> **WHAT YOU WILL DO**
Retype each line exactly as it stands, beginning at the first line of the material and finishing with the line that contains "pub fn with_host_key_verification(mut".
[SUPPLIED RECORDS]
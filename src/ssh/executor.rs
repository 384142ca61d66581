//! SSH执行器模块
//! 对单个目标建立连接、执行命令并收集合并输出
//!
//! 使用 russh 库实现真实的 SSH 连接和命令执行。所有失败都记录在返回的
//! ExecutionOutcome 中，不会向调用方返回错误。

use std::collections::HashMap;
use std::sync::Arc;
use std::time::{Duration, Instant};

use async_trait::async_trait;
use chrono::Utc;
use russh::client::{self, Config, Handle};
use russh::{Channel, ChannelMsg, Disconnect, Sig};
use russh_keys::key::PublicKey;
use russh_keys::load_secret_key;
use russh_keys::PublicKeyBase64;
use secrecy::ExposeSecret;
use sha2::Digest;
use tokio::time::timeout;
use tracing::{debug, error, info, warn};

use common::{
    ExecError, ExecutionOutcome, HostKeyVerification, OutcomeStatus, SshAuth, TargetDescriptor,
};

use crate::dispatch::RemoteExecutor;

/// SSH_EXTENDED_DATA_STDERR
const EXTENDED_DATA_STDERR: u32 = 1;

/// 执行器设置
#[derive(Debug, Clone)]
pub struct SshSettings {
    /// 连接超时（TCP 连接 + 握手 + 认证）
    pub connect_timeout: Duration,
    /// 命令执行超时，None 表示不限制
    pub command_timeout: Option<Duration>,
    /// 主机密钥验证策略
    pub host_key_verification: HostKeyVerification,
    /// 已登记的主机密钥（`host:port` -> 指纹）
    pub known_hosts: Arc<HashMap<String, String>>,
}

impl Default for SshSettings {
    fn default() -> Self {
        Self {
            connect_timeout: Duration::from_secs(10),
            command_timeout: None,
            host_key_verification: HostKeyVerification::Disabled,
            known_hosts: Arc::new(HashMap::new()),
        }
    }
}

impl SshSettings {
    /// 设置连接超时
    pub fn with_connect_timeout(mut self, timeout: Duration) -> Self {
        self.connect_timeout = timeout;
        self
    }

    /// 设置命令超时
    pub fn with_command_timeout(mut self, timeout: Option<Duration>) -> Self {
        self.command_timeout = timeout;
        self
    }

    /// 设置主机密钥验证策略
    pub fn with_host_key_verification(mut self, verification: HostKeyVerification) -> Self {
        self.host_key_verification = verification;
        self
    }

    pub fn with_known_hosts(mut self, known_hosts: HashMap<String, String>) -> Self {
        self.known_hosts = Arc::new(known_hosts);
        self
    }
}

/// SSH 命令执行器
pub struct SshExecutor {
    settings: SshSettings,
    client_config: Arc<Config>,
}

/// 命令通道上收集到的数据
#[derive(Default)]
struct Capture {
    output: Vec<u8>,
    exit_status: Option<u32>,
    exit_signal: Option<String>,
}

impl SshExecutor {
    pub fn new(settings: SshSettings) -> Self {
        // 创建 SSH 客户端配置
        let client_config = Arc::new(Config {
            preferred: russh::Preferred::default(),
            ..Default::default()
        });

        Self {
            settings,
            client_config,
        }
    }

    /// 创建带验证策略的会话处理器
    fn create_handler(&self, target: &TargetDescriptor) -> HostKeyHandler {
        HostKeyHandler {
            verification_mode: self.settings.host_key_verification,
            known_hosts: self.settings.known_hosts.clone(),
            address: target.address(),
        }
    }

    /// 建立连接并认证，整个过程受连接超时约束
    async fn connect(&self, target: &TargetDescriptor) -> Result<Handle<HostKeyHandler>, ExecError> {
        let establish = async {
            let handler = self.create_handler(target);
            let mut handle = client::connect(
                self.client_config.clone(),
                (target.host.as_str(), target.port),
                handler,
            )
            .await
            .map_err(|e| match e {
                russh::Error::UnknownKey => ExecError::HostKeyRejected(target.address()),
                other => ExecError::Connect(other.to_string()),
            })?;

            if let Err(e) = Self::authenticate(&mut handle, target).await {
                let _ = handle
                    .disconnect(Disconnect::ByApplication, "", "")
                    .await;
                return Err(e);
            }

            Ok(handle)
        };

        timeout(self.settings.connect_timeout, establish)
            .await
            .map_err(|_| ExecError::Timeout {
                target: target.address(),
                timeout: self.settings.connect_timeout,
            })?
    }

    /// 认证
    async fn authenticate(
        handle: &mut Handle<HostKeyHandler>,
        target: &TargetDescriptor,
    ) -> Result<(), ExecError> {
        let auth_result = match &target.auth {
            SshAuth::Password { password } => {
                handle
                    .authenticate_password(target.user.clone(), password.expose_secret())
                    .await
            }
            SshAuth::KeyFile { path, passphrase } => {
                let key = load_secret_key(
                    path,
                    passphrase.as_ref().map(|p| p.expose_secret().as_str()),
                )
                .map_err(|e| {
                    error!(path = %path.display(), error = %e, "Failed to load private key");
                    ExecError::KeyLoad(format!("{}: {}", path.display(), e))
                })?;

                handle
                    .authenticate_publickey(target.user.clone(), Arc::new(key))
                    .await
            }
        };

        match auth_result {
            Ok(true) => Ok(()),
            Ok(false) => Err(ExecError::Authentication(target.target())),
            Err(e) => Err(ExecError::Connect(e.to_string())),
        }
    }

    /// 在已建立的连接上打开会话并执行命令
    ///
    /// 会话通道在每条返回路径上都会关闭。
    async fn run_on_connection(
        &self,
        handle: &mut Handle<HostKeyHandler>,
        target: Arc<TargetDescriptor>,
        command: &str,
    ) -> ExecutionOutcome {
        let mut channel = match handle.channel_open_session().await {
            Ok(channel) => channel,
            Err(e) => {
                warn!(host = %target.host, error = %e, "Failed to open session");
                return ExecutionOutcome::failure(target, ExecError::Session(e.to_string()), "");
            }
        };

        if let Err(e) = channel.exec(true, command).await {
            warn!(host = %target.host, error = %e, "Failed to execute command");
            let _ = channel.close().await;
            return ExecutionOutcome::failure(target, ExecError::Exec(e.to_string()), "");
        }

        let mut capture = Capture::default();
        // 超时后返回已配置的时长，用于错误信息
        let timed_out = match self.settings.command_timeout {
            Some(limit) => timeout(limit, read_channel(&mut channel, &mut capture))
                .await
                .err()
                .map(|_| limit),
            None => {
                read_channel(&mut channel, &mut capture).await;
                None
            }
        };

        let _ = channel.close().await;

        let output = String::from_utf8_lossy(&capture.output);

        if let Some(limit) = timed_out {
            warn!(host = %target.host, timeout = ?limit, "Command timed out");
            return ExecutionOutcome::failure(target, ExecError::CommandTimeout(limit), &output);
        }

        if capture.exit_status.is_none() && capture.exit_signal.is_none() {
            warn!(host = %target.host, "Channel closed without exit status");
            return ExecutionOutcome::failure(target, ExecError::ChannelClosed, &output);
        }

        // 远端退出码只作为附加信息，不影响状态
        ExecutionOutcome::success(target, &output)
            .with_exit_status(capture.exit_status)
            .with_exit_signal(capture.exit_signal)
    }
}

/// 读取通道直至关闭；stdout 与 stderr 按到达顺序合并
async fn read_channel(channel: &mut Channel<client::Msg>, capture: &mut Capture) {
    loop {
        match channel.wait().await {
            Some(ChannelMsg::Data { ref data }) => {
                capture.output.extend_from_slice(data);
            }
            Some(ChannelMsg::ExtendedData { ref data, ext }) => {
                if ext == EXTENDED_DATA_STDERR {
                    capture.output.extend_from_slice(data);
                }
            }
            Some(ChannelMsg::ExitStatus { exit_status }) => {
                capture.exit_status = Some(exit_status);
            }
            Some(ChannelMsg::ExitSignal { signal_name, .. }) => {
                capture.exit_signal = Some(signal_name_of(&signal_name));
            }
            Some(ChannelMsg::Close) | None => break,
            Some(_) => {}
        }
    }
}

/// 信号的协议名（RFC 4254 中不带 "SIG" 前缀的名称）
fn signal_name_of(signal: &Sig) -> String {
    let name = match signal {
        Sig::ABRT => "ABRT",
        Sig::ALRM => "ALRM",
        Sig::FPE => "FPE",
        Sig::HUP => "HUP",
        Sig::ILL => "ILL",
        Sig::INT => "INT",
        Sig::KILL => "KILL",
        Sig::PIPE => "PIPE",
        Sig::QUIT => "QUIT",
        Sig::SEGV => "SEGV",
        Sig::TERM => "TERM",
        Sig::USR1 => "USR1",
        Sig::Custom(name) => name,
    };
    name.to_string()
}

#[async_trait]
impl RemoteExecutor for SshExecutor {
    async fn execute(&self, target: Arc<TargetDescriptor>, command: &str) -> ExecutionOutcome {
        let started_at = Utc::now();
        let start_time = Instant::now();

        debug!(
            host = %target.host,
            port = target.port,
            user = %target.user,
            auth = target.auth.method(),
            command = %command,
            "Executing SSH command"
        );

        let outcome = match self.connect(&target).await {
            Ok(mut handle) => {
                debug!(host = %target.host, status = %OutcomeStatus::Connected, "SSH connection established");

                let outcome = self.run_on_connection(&mut handle, target.clone(), command).await;

                // 关闭连接
                let _ = handle
                    .disconnect(Disconnect::ByApplication, "", "")
                    .await;
                outcome
            }
            Err(e) => {
                warn!(host = %target.host, port = target.port, error = %e, "SSH connection failed");
                ExecutionOutcome::failure(target.clone(), e, "")
            }
        };

        let duration_secs = start_time.elapsed().as_secs_f64();

        info!(
            host = %target.host,
            status = %outcome.status(),
            exit_status = ?outcome.exit_status(),
            duration_secs = duration_secs,
            output_len = outcome.output().len(),
            "Command executed"
        );

        outcome.with_timing(started_at, duration_secs)
    }
}

/// 计算主机公钥指纹（base64 编码的 SHA-256，十六进制）
pub fn fingerprint(server_public_key: &PublicKey) -> String {
    let key_data = server_public_key.public_key_base64();
    let mut hasher = sha2::Sha256::new();
    hasher.update(key_data.as_bytes());
    hex::encode(hasher.finalize())
}

/// SSH 客户端会话处理器，负责主机密钥验证
pub struct HostKeyHandler {
    verification_mode: HostKeyVerification,
    known_hosts: Arc<HashMap<String, String>>,
    address: String,
}

impl HostKeyHandler {
    /// 按验证策略判断是否接受给定指纹
    fn verify(&self, fingerprint: &str) -> bool {
        match self.verification_mode {
            HostKeyVerification::Disabled => {
                debug!(host = %self.address, "Host key verification disabled - accepting key");
                true
            }
            HostKeyVerification::Accept | HostKeyVerification::Strict => {
                match self.known_hosts.get(&self.address) {
                    Some(stored) if stored.eq_ignore_ascii_case(fingerprint) => {
                        debug!(host = %self.address, "Host key verified");
                        true
                    }
                    Some(stored) => {
                        error!(
                            host = %self.address,
                            expected = %stored,
                            actual = %fingerprint,
                            "Host key mismatch - REJECTING CONNECTION"
                        );
                        false
                    }
                    None if self.verification_mode == HostKeyVerification::Accept => {
                        info!(
                            host = %self.address,
                            fingerprint = %fingerprint,
                            "Unknown host - accepting host key"
                        );
                        true
                    }
                    None => {
                        error!(host = %self.address, "Unknown host in strict mode - rejecting connection");
                        false
                    }
                }
            }
        }
    }
}

#[async_trait]
impl client::Handler for HostKeyHandler {
    type Error = russh::Error;

    async fn check_server_key(
        &mut self,
        server_public_key: &PublicKey,
    ) -> Result<bool, Self::Error> {
        Ok(self.verify(&fingerprint(server_public_key)))
    }
}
[/SUPPLIED RECORDS]
> **RESPONSE AREA**
filename src/ssh/executor.rs
repository 384142ca61d66581
//! SSH执行器模块
//! 对单个目标建立连接、执行命令并收集合并输出
//!
//! 使用 russh 库实现真实的 SSH 连接和命令执行。所有失败都记录在返回的
//! ExecutionOutcome 中，不会向调用方返回错误。

use std::collections::HashMap;
use std::sync::Arc;
use std::time::{Duration, Instant};

use async_trait::async_trait;
use chrono::Utc;
use russh::client::{self, Config, Handle};
use russh::{Channel, ChannelMsg, Disconnect, Sig};
use russh_keys::key::PublicKey;
use russh_keys::load_secret_key;
use russh_keys::PublicKeyBase64;
use secrecy::ExposeSecret;
use sha2::Digest;
use tokio::time::timeout;
use tracing::{debug, error, info, warn};

use common::{
    ExecError, ExecutionOutcome, HostKeyVerification, OutcomeStatus, SshAuth, TargetDescriptor,
};

use crate::dispatch::RemoteExecutor;

/// SSH_EXTENDED_DATA_STDERR
const EXTENDED_DATA_STDERR: u32 = 1;

/// 执行器设置
#[derive(Debug, Clone)]
pub struct SshSettings {
    /// 连接超时（TCP 连接 + 握手 + 认证）
    pub connect_timeout: Duration,
    /// 命令执行超时，None 表示不限制
    pub command_timeout: Option<Duration>,
    /// 主机密钥验证策略
    pub host_key_verification: HostKeyVerification,
    /// 已登记的主机密钥（`host:port` -> 指纹）
    pub known_hosts: Arc<HashMap<String, String>>,
}

impl Default for SshSettings {
    fn default() -> Self {
        Self {
            connect_timeout: Duration::from_secs(10),
            command_timeout: None,
            host_key_verification: HostKeyVerification::Disabled,
            known_hosts: Arc::new(HashMap::new()),
        }
    }
}

impl SshSettings {
    /// 设置连接超时
    pub fn with_connect_timeout(mut self, timeout: Duration) -> Self {
        self.connect_timeout = timeout;
        self
    }

    /// 设置命令超时
    pub fn with_command_timeout(mut self, timeout: Option<Duration>) -> Self {
        self.command_timeout = timeout;
        self
    }

    /// 设置主机密钥验证策略
    pub fn with_host_key_verification(mut self, verification: HostKeyVerification) -> Self {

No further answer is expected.